Woher kam die Idee, sowjetische Ehrenmale zu erneuern?
Meine Familie hat im Zweiten Weltkrieg sehr unter der deutschen Besatzung gelitten. Der Bruder meiner Mutter wurde von den Deutschen erschossen, meine Mutter und eigentlich das ganze Dorf wurden von sowjetischen Soldaten gerettet. Deshalb versuche ich, um den guten Ruf der Roten Armee zu kämpfen.
Wie sieht die Arbeit in der Praxis aus?
Der Verein selbst, als juristische Person, hat nur drei Mitglieder, es gibt aber polenweit etwa 100 bis 150 Personen, auf die ich mich jederzeit verlassen kann. Einige Denkmäler habe ich selbst mit eigenen Händen innerhalb von wenigen Tagen renoviert. Ich bin gut organisiert und habe eine starke Motivation, habe das ja für meine Mutter getan, um den russischen Soldaten zu danken, die meine Mutter im Krieg gerettet haben. Und oft braucht man dafür kein großes Kapital, sondern man muss da hinfahren, Geld für Sprit auftreiben, Werkzeug organisieren. Da ich Erfahrung auf dem Bau habe, kann ich vieles selbst machen, und überall helfen mir Anwohner. Nicht immer bedarf es großer Geldmittel, manchmal reicht es, das Denkmal zu säubern und neu zu streichen. Und wenn wir vor Ort sind, schlafen wir in unseren Autos oder Zelten, geben kein Geld für unnötige Dinge aus. Und so haben wir bis jetzt 27 Denkmale und 5 Friedhöfe saniert.

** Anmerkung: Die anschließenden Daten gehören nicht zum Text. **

//! Shared numerical helpers.

mod matrix;

pub use matrix::{add_constant, back_substitute, detect_aliased_columns, select_columns};
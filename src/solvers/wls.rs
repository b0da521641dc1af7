//! Weighted Least Squares fitting.

use crate::core::{LeastSquaresOptions, LeastSquaresOptionsBuilder};
use crate::solvers::traits::{RegressionError, Regressor};
use crate::solvers::FittedLeastSquares;
use faer::{Col, Mat};

/// Weighted Least Squares estimator.
///
/// Minimizes: Σ w_i (y_i - x_i'β)²
///
/// This is equivalent to transforming the problem:
/// X → W^(1/2)X, y → W^(1/2)y, then applying OLS.
///
/// When no weights are set, every observation gets weight one.
#[derive(Debug, Clone, Default)]
pub struct WlsRegressor {
    options: LeastSquaresOptions,
    weights: Option<Col<f64>>,
}

impl WlsRegressor {
    /// Create a new WLS regressor with the given options.
    pub fn new(options: LeastSquaresOptions) -> Self {
        Self {
            options,
            weights: None,
        }
    }

    /// Set the observation weights.
    pub fn with_weights(mut self, weights: Col<f64>) -> Self {
        self.weights = Some(weights);
        self
    }

    /// Create a builder for configuring the regressor.
    pub fn builder() -> WlsRegressorBuilder {
        WlsRegressorBuilder::default()
    }
}

impl Regressor for WlsRegressor {
    fn fit(&self, x: &Mat<f64>, y: &Col<f64>) -> Result<FittedLeastSquares, RegressionError> {
        let n_samples = x.nrows();

        let weights = match &self.weights {
            Some(w) => {
                if w.nrows() != n_samples {
                    return Err(RegressionError::WeightsLengthMismatch {
                        x_rows: n_samples,
                        weights_len: w.nrows(),
                    });
                }
                if w.iter().any(|&wi| wi < 0.0 || !wi.is_finite()) {
                    return Err(RegressionError::InvalidWeights);
                }
                w.clone()
            }
            None => Col::from_fn(n_samples, |_| 1.0),
        };

        let weight_sum: f64 = weights.iter().sum();
        if weight_sum < 1e-14 {
            return Err(RegressionError::InvalidWeights);
        }

        FittedLeastSquares::fit(x, y, Some(&weights), &self.options)
    }
}

/// Builder for `WlsRegressor`.
#[derive(Debug, Clone, Default)]
pub struct WlsRegressorBuilder {
    builder: LeastSquaresOptionsBuilder,
    weights: Option<Col<f64>>,
}

impl WlsRegressorBuilder {
    /// Create a new builder with default options.
    pub fn new() -> Self {
        Self::default()
    }

    /// Set the observation weights.
    pub fn weights(mut self, weights: Col<f64>) -> Self {
        self.weights = Some(weights);
        self
    }

    /// Set the rank tolerance used to detect aliased columns.
    pub fn rank_tolerance(mut self, tol: f64) -> Self {
        self.builder = self.builder.rank_tolerance(tol);
        self
    }

    /// Set the significance level used to flag large residuals.
    pub fn alpha(mut self, alpha: f64) -> Self {
        self.builder = self.builder.alpha(alpha);
        self
    }

    /// Build the WLS regressor. Options are validated when fitting.
    pub fn build(self) -> WlsRegressor {
        WlsRegressor {
            options: self.builder.build_unchecked(),
            weights: self.weights,
        }
    }
}
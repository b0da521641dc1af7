//! Studentized residuals and outlier flags.

use faer::Col;

/// Compute internally studentized residuals: e_i / (s * sqrt(1 - h_ii))
///
/// These account for the varying variance of residuals due to leverage.
pub fn studentized_residuals(residuals: &Col<f64>, leverage: &Col<f64>, mse: f64) -> Col<f64> {
    let n = residuals.nrows();

    if mse <= 0.0 || !mse.is_finite() {
        return Col::from_fn(n, |_| f64::NAN);
    }

    let s = mse.sqrt();

    Col::from_fn(n, |i| {
        let denominator = s * (1.0 - leverage[i]).max(1e-14).sqrt();
        residuals[i] / denominator
    })
}

/// Compute externally studentized residuals (deleted residuals).
///
/// Uses leave-one-out MSE: e_i / (s_{(i)} * sqrt(1 - h_ii))
/// where s_{(i)} is the standard error computed without observation i.
///
/// These follow a t-distribution with n-p-1 degrees of freedom under null.
pub fn externally_studentized_residuals(
    residuals: &Col<f64>,
    leverage: &Col<f64>,
    mse: f64,
    n_params: usize,
) -> Col<f64> {
    let n = residuals.nrows();
    let df_resid = n.saturating_sub(n_params);

    if df_resid <= 1 || mse <= 0.0 || !mse.is_finite() {
        return Col::from_fn(n, |_| f64::NAN);
    }

    let rss = mse * df_resid as f64;
    let df_loo = (df_resid - 1) as f64;

    Col::from_fn(n, |i| {
        let e_i = residuals[i];
        let one_minus_h = (1.0 - leverage[i]).max(1e-14);

        // RSS_{(i)} = RSS - e_i² / (1 - h_ii)
        let mse_loo = (rss - e_i * e_i / one_minus_h) / df_loo;
        if mse_loo <= 0.0 {
            return f64::NAN;
        }

        e_i / (mse_loo.sqrt() * one_minus_h.sqrt())
    })
}

/// Identify outliers based on studentized residuals.
///
/// Returns indices of observations with |r_i| > threshold.
pub fn residual_outliers(studentized: &Col<f64>, threshold: f64) -> Vec<usize> {
    studentized
        .iter()
        .enumerate()
        .filter(|(_, &r)| r.is_finite() && r.abs() > threshold)
        .map(|(i, _)| i)
        .collect()
}
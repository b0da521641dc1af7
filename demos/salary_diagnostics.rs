//! # Salary Model Diagnostics
//!
//! Fits three competing salary models and compares their residual error
//! statistics, residual plots and leverage graphs.
//!
//! ## Models
//! - Model 1: experience, years at rank, market value, degree
//! - Model 2: Model 1 without years at rank
//! - Model 3: years in field, executive position, market value, engineering
//!
//! Figures are written to the system temporary directory.
//!
//! Run with: `cargo run --example salary_diagnostics`

use std::error::Error;

use faer::{Col, Mat};
use regression_diagnostics::prelude::*;

const N_EMPLOYEES: usize = 120;

struct Employees {
    prior_experience: Vec<f64>,
    years_in_field: Vec<f64>,
    years_at_rank: Vec<f64>,
    market_value: Vec<f64>,
    has_degree: Vec<f64>,
    executive_position: Vec<f64>,
    engineering_department: Vec<f64>,
    salary: Col<f64>,
}

fn main() -> Result<(), Box<dyn Error>> {
    println!("=== Salary Model Diagnostics ===\n");

    let employees = generate_employees(N_EMPLOYEES, 2024);
    let models = [
        (
            "Model 1",
            design(&[
                &employees.prior_experience,
                &employees.years_at_rank,
                &employees.market_value,
                &employees.has_degree,
            ]),
        ),
        (
            "Model 2",
            design(&[
                &employees.prior_experience,
                &employees.market_value,
                &employees.has_degree,
            ]),
        ),
        (
            "Model 3",
            design(&[
                &employees.years_in_field,
                &employees.executive_position,
                &employees.market_value,
                &employees.engineering_department,
            ]),
        ),
    ];

    let out_dir = std::env::temp_dir();
    for (name, x) in &models {
        let fitted = OlsRegressor::default().fit(x, &employees.salary)?;
        let y_hat = fitted.fitted_values().clone();

        println!("--- {} ---", name);
        let calc = ErrorCalculator::new(&employees.salary, &y_hat)?;
        calc.error_summary();
        println!();

        let slug = name.to_lowercase().replace(' ', "_");
        Plotter::new(&employees.salary, &y_hat)?
            .plot(name, out_dir.join(format!("{}_histogram.svg", slug)))?;
        ScatterPlotter::new(&employees.salary, &y_hat)?
            .plot(name, out_dir.join(format!("{}_scatter.svg", slug)))?;

        let influence = InfluenceCalculator::new(&fitted)?;
        influence.show(name, out_dir.join(format!("{}_leverage.svg", slug)))?;

        let (distances, _) = influence.cooks_distance();
        let high = high_leverage_points(&influence.leverage(), fitted.rank(), None);
        let most_influential = distances
            .iter()
            .enumerate()
            .filter(|(_, d)| d.is_finite())
            .max_by(|a, b| a.1.total_cmp(b.1));

        println!("High leverage employees: {:?}", high);
        if let Some((i, d)) = most_influential {
            println!("Largest Cook's distance: employee {} ({:.4})", i, d);
        }
        println!();
    }

    println!("Figures written to {}", out_dir.display());
    Ok(())
}

/// Design matrix with an intercept column followed by `features`.
fn design(features: &[&Vec<f64>]) -> Mat<f64> {
    let n = features.first().map_or(0, |f| f.len());
    let x = Mat::from_fn(n, features.len(), |i, j| features[j][i]);
    add_constant(&x)
}

/// Synthetic salary survey with log-scaled experience measures.
fn generate_employees(n: usize, seed: u64) -> Employees {
    let mut state = seed;
    let mut next_rand = move || -> f64 {
        state = state.wrapping_mul(6364136223846793005).wrapping_add(1);
        ((state >> 33) as f64) / (u32::MAX as f64)
    };

    let mut employees = Employees {
        prior_experience: Vec::with_capacity(n),
        years_in_field: Vec::with_capacity(n),
        years_at_rank: Vec::with_capacity(n),
        market_value: Vec::with_capacity(n),
        has_degree: Vec::with_capacity(n),
        executive_position: Vec::with_capacity(n),
        engineering_department: Vec::with_capacity(n),
        salary: Col::zeros(n),
    };

    for i in 0..n {
        let prior = (next_rand() * 10.0).floor();
        let field = prior + (next_rand() * 25.0).floor();
        let rank = (field * next_rand()).floor();
        let market = 0.7 + 0.6 * next_rand();
        let degree = if next_rand() < 0.8 { 1.0 } else { 0.0 };
        let executive = if next_rand() < 0.15 { 1.0 } else { 0.0 };
        let engineering = if next_rand() < 0.3 { 1.0 } else { 0.0 };
        let noise = (next_rand() - 0.5) * 6_000.0;

        employees.salary[i] = 30_000.0
            + 400.0 * prior
            + 900.0 * field
            + 600.0 * rank
            + 20_000.0 * market
            + 3_000.0 * degree
            + 12_000.0 * executive
            + 2_500.0 * engineering
            + noise;

        employees.prior_experience.push((prior + 0.001).ln());
        employees.years_in_field.push((field + 0.001).ln());
        employees.years_at_rank.push((rank + 0.001).ln());
        employees.market_value.push(market);
        employees.has_degree.push(degree);
        employees.executive_position.push(executive);
        employees.engineering_department.push(engineering);
    }

    employees
}
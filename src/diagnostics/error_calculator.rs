//! Residual-based error statistics for a pair of observed and predicted values.

use std::fmt;
use std::io::{self, Write};

use crate::core::{ArrayInput, InvalidTypeError};
use crate::validation::check_for_array_validity;
use faer::Col;
use log::{debug, trace, warn};
use serde::Serialize;
use serde_json::ser::PrettyFormatter;

/// Degrees of freedom removed when estimating the residual deviation.
const DEGREES_OF_FREEDOM_ADJUSTMENT: usize = 2;

/// Error statistics over a borrowed observation pair.
///
/// Every statistic is recomputed from `y` and `y_hat` on each call; nothing is
/// cached.
///
/// # Example
///
/// ```rust,ignore
/// use regression_diagnostics::diagnostics::ErrorCalculator;
/// use faer::Col;
///
/// let y = Col::from_fn(4, |i| (i + 1) as f64);
/// let y_hat = Col::from_fn(4, |i| if i == 0 { -1.0 } else { (i + 1) as f64 });
///
/// let calc = ErrorCalculator::new(&y, &y_hat)?;
/// assert_eq!(calc.get_mse(), 1.0);
/// calc.error_summary();
/// ```
#[derive(Debug, Clone, Copy)]
pub struct ErrorCalculator<'a> {
    y: &'a Col<f64>,
    y_hat: &'a Col<f64>,
}

impl<'a> ErrorCalculator<'a> {
    /// Validate the observation pair and borrow it.
    ///
    /// # Errors
    /// Returns the first contract violation found by
    /// [`check_for_array_validity`].
    pub fn new(
        y: impl Into<ArrayInput<'a>>,
        y_hat: impl Into<ArrayInput<'a>>,
    ) -> Result<Self, InvalidTypeError> {
        let (y, y_hat) = check_for_array_validity(y.into(), y_hat.into())?;
        debug!("error calculator over {} observations", y.nrows());
        Ok(Self { y, y_hat })
    }

    /// Wrap a pair that has already passed validation.
    pub(crate) fn from_validated(y: &'a Col<f64>, y_hat: &'a Col<f64>) -> Self {
        Self { y, y_hat }
    }

    /// Observed values.
    pub fn y(&self) -> &'a Col<f64> {
        self.y
    }

    /// Predicted values.
    pub fn y_hat(&self) -> &'a Col<f64> {
        self.y_hat
    }

    /// Number of observations.
    pub fn n_observations(&self) -> usize {
        self.y.nrows()
    }

    /// Residuals `y - y_hat`.
    pub fn get_residuals(&self) -> Col<f64> {
        trace!("recomputing residuals");
        Col::from_fn(self.n_observations(), |i| self.y[i] - self.y_hat[i])
    }

    /// Residuals divided by the standard residual deviation.
    ///
    /// When every residual is exactly zero the deviation is zero as well and
    /// an all-zero column is returned instead of NaN.
    pub fn get_standardised_residuals(&self) -> Col<f64> {
        let residuals = self.get_residuals();
        if residuals.iter().all(|&e| e == 0.0) {
            return Col::zeros(residuals.nrows());
        }

        let deviation = self.standard_residual_deviation();
        Col::from_fn(residuals.nrows(), |i| residuals[i] / deviation)
    }

    /// Mean squared error: `Σ e_i² / n`.
    pub fn get_mse(&self) -> f64 {
        let squared = self.squared_residuals();
        squared.iter().sum::<f64>() / squared.nrows() as f64
    }

    /// Root mean squared error.
    pub fn get_rmse(&self) -> f64 {
        self.get_mse().sqrt()
    }

    /// Residual standard error with two degrees of freedom removed:
    /// `sqrt(Σ e_i² / (n - 2))`.
    pub fn standard_residual_deviation(&self) -> f64 {
        let squared = self.squared_residuals();
        let numerator: f64 = squared.iter().sum();
        let denominator = (squared.nrows() - DEGREES_OF_FREEDOM_ADJUSTMENT) as f64;
        (numerator / denominator).sqrt()
    }

    /// Snapshot of the standardized-residual range, MSE and RMSE.
    pub fn summary(&self) -> ErrorSummary {
        let standardised = self.get_standardised_residuals();
        let n = standardised.nrows() as f64;

        ErrorSummary {
            average_standardised_residuals: standardised.iter().sum::<f64>() / n,
            minimum_standardised_residuals: standardised
                .iter()
                .copied()
                .fold(f64::INFINITY, f64::min),
            maximum_standardised_residuals: standardised
                .iter()
                .copied()
                .fold(f64::NEG_INFINITY, f64::max),
            mse: self.get_mse(),
            rmse: self.get_rmse(),
        }
    }

    /// Print the summary to standard output as 4-space indented JSON,
    /// without a trailing newline.
    pub fn error_summary(&self) {
        let mut stdout = io::stdout().lock();
        if let Err(err) = self
            .write_summary(&mut stdout)
            .and_then(|()| stdout.flush())
        {
            warn!("failed to write error summary: {}", err);
        }
    }

    /// Write the summary text printed by [`error_summary`](Self::error_summary).
    pub fn write_summary<W: Write>(&self, out: &mut W) -> io::Result<()> {
        write!(out, "{}", self.summary())
    }

    fn squared_residuals(&self) -> Col<f64> {
        let residuals = self.get_residuals();
        Col::from_fn(residuals.nrows(), |i| residuals[i] * residuals[i])
    }
}

/// Error statistics reported by [`ErrorCalculator::error_summary`].
///
/// Fields serialize in declaration order.
#[derive(Debug, Clone, Copy, PartialEq, Serialize)]
pub struct ErrorSummary {
    #[serde(rename = "Average Standardised Residuals")]
    pub average_standardised_residuals: f64,
    #[serde(rename = "Minimum Standardised Residuals")]
    pub minimum_standardised_residuals: f64,
    #[serde(rename = "Maximum Standardised Residuals")]
    pub maximum_standardised_residuals: f64,
    #[serde(rename = "MSE")]
    pub mse: f64,
    #[serde(rename = "RMSE")]
    pub rmse: f64,
}

impl fmt::Display for ErrorSummary {
    fn fmt(&self, f: &mut fmt::Formatter<'_>) -> fmt::Result {
        let mut buf = Vec::new();
        let mut ser =
            serde_json::Serializer::with_formatter(&mut buf, PrettyFormatter::with_indent(b"    "));
        self.serialize(&mut ser).map_err(|_| fmt::Error)?;
        f.write_str(std::str::from_utf8(&buf).map_err(|_| fmt::Error)?)
    }
}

Was halten Sie von der Idee, solche Denkmäler abzureißen?
Meiner Meinung nach ist das nur ein weiterer Schritt im Kampf gegen Russland. Es gibt überhaupt keine historische Begründung dafür. Die historischen Tatsachen sind ganz anders: Die Rote Armee und auch polnische Soldaten, die mit der Roten Armee zusammen kämpften, haben unser Land vom Faschismus befreit und Polen als eigenständigen Staat wiederhergestellt.
Viele Polen und auch die Regierung sind aber der Meinung, dass solche Ehrenmale Symbole einer Fremdherrschaft sind …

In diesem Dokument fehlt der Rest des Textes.